Vote and komennya jangan lupa ❤️
Happy reading....
Bel pulang berbunyi nyaring, bergegas Luna membereskan semua bukunya lalu jalan keluar kelas saat sampai depan pintu Luna di kaget kan dengan kehadiran Rava pikirnya mungkin Rava sudah menunggunya.
"Lo nungguin gue Rav?" Tanya Luna sambil membuka sedikit maskernya agar suaranya jelas di dengar oleh Rava.
Rava yang sedang main ponsel pun mendongak, "Iya, soalnya tadi kelas gue gak ada guru jadi gue langsung ke sini aja. Yaudah yuk!"
Luna memandang punggung tegap Rava, memang setahun belakangan ini Rava lah yang menemaninya kemanapun Luna akan pergi jelas itu perintah dari Deva lelaki itu selalu menyuruh Rava menemani Luna, padahal Luna tau Deva mempunyai banyak waktu tapi saat Luna mengajak Deva pasti lelaki itu selalu tidak bisa dengan alasan sibuk.
"Luna lo ngapain bengong?

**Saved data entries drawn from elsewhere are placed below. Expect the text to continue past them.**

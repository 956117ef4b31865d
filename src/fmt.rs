// -*- coding: utf-8 -*-
// SPDX-License-Identifier: Apache-2.0 OR MIT
// Copyright (C) 2025 Michael Büsch <m@bues.ch>

//! Event logging macros.
//!
//! These forward to `defmt` if the `defmt` feature is enabled.
//! Otherwise they only borrow their arguments and compile to nothing.

#![allow(unused_macros)]

macro_rules! log_forward {
    ($level:ident, $s:literal $(, $x:expr)* $(,)?) => {{
        #[cfg(feature = "defmt")]
        ::defmt::$level!($s $(, $x)*);
        #[cfg(not(feature = "defmt"))]
        let _ = ($(&$x),*);
    }};
}

macro_rules! trace {
    ($($t:tt)*) => { log_forward!(trace, $($t)*) };
}

macro_rules! debug {
    ($($t:tt)*) => { log_forward!(debug, $($t)*) };
}

macro_rules! info {
    ($($t:tt)*) => { log_forward!(info, $($t)*) };
}

macro_rules! warn {
    ($($t:tt)*) => { log_forward!(warn, $($t)*) };
}

macro_rules! error {
    ($($t:tt)*) => { log_forward!(error, $($t)*) };
}

// vim: ts=4 sw=4 expandtab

Ayo!" Rava menarik tangan Luna.
Mereka berdua jalan beriringan menuju parkiran, banyak pasang mata yang menatap dengan berbagai ciri khas ada yang menatap tidak suka dan ada yang menatap penuh puja, tentunya tatapan ke-2 jatuh untuk Rava karena lelaki itu juga termasuk cowok yang banyak di idamkan di sekolah. Banyak bisikan yang bisa Luna dengar mungkin mereka sengaja mengeraskan suaranya agar Luna bisa mendengar.
"Muka pas-pasan aja belaga jalan sama Rava!"
"Deva gak cukup apa buat dia? Sekarang temennya juga mau di pepet, murahan banget!"
"Pacarannya sama Deva tapi kalo jalan sama Rava mulu, cocok banget kalo di sebut cabe!"
Dan banyak lagi makian yang mereka lontarkan untuk Luna tapi gadis itu berusaha menulikan pendengarannya karena jika Luna memasukkan omongan mereka ke hatinya sama saja Luna semakin menyakiti dirinya, cukup rumah dan Deva lah yang seperti itu.
Luna masuk kedalam mobil Rava, saat mobil Rava melewati gerbang sekolah di sanalah Luna melihat Melly dengan Deva yang memboncengnya di motor lelaki itu, Luna melihat kalau Melly memeluk erat pinggang lelaki itu penuh posesif seolah memberi tahu jika Deva miliknya, Deva sama sekali tak protes malah lelaki itu sesekali memegang tangan Melly yang ada di pinggangnya. Sakit sekali Luna melihat itu matanya sudah membendung air mata yang siap turun jika Luna mengedipkan nya, namun Luna berusaha agar tidak menangis di depan Rava cowok itu tidak boleh melihat titik lemah Luna.
Rava meminggirkan mobilnya dan itu membuat Luna bingung.
"Kok berhenti Rav?" Tanya Luna.
Rava menatap Luna lekat, "Kalo mau nangis, nangis aja Lun jangan so tegar di depan gue." Ucapan Rava membuat Luna diam.
"Nggak kok, gue udah biasa liat Deva gitu. Jadi gue gapapa." Jawab Luna bohong.
"Setahun gue sering anterin lo kemana-mana Lun, apa waktu setahun kurang buat gue kenal lo lebih jauh? Gue tau saat ini lo terluka, nangis aja gapapa lo boleh so tegar di depan semua orang tapi kalo di depan gue jangan Lun gue udah anggap lo sahabat jadi lo bisa nangis sepuas lo dan cerita sama gue." Ucapan Rava barusan membuat Luna tak bisa menahan air matanya.
Baru pertama kali di masa SMA nya Luna mendengar seseorang menganggapnya sebagai sahabat, selama ia masuk SMA tidak ada satupun orang yang mau berteman dengannya semua orang hanya menganggap Luna sebagai sampah tak berguna, Luna ada di sekitar mereka tapi mereka tak pernah menganggap jika Luna itu ada, mereka hanya mengaggap Luna bayangan atau mungkin mereka menganggap jika Luna itu memang tidak ada di dunia. Miris sekali.
KAMU SEDANG MEMBACA
HURT [Sudah Terbit]
Подростковая литература[Beberapa part udah di hapus secara random] Menyedihkan. Menyakitkan. Mengecewakan. Kira-kira seperti itulah gambaran kehidupan yang aku alami. Kehidupan yang penuh dengan air mata, hanya karena satu kesalahpahaman. Copyright 2019 @caca Start : 2 Ok...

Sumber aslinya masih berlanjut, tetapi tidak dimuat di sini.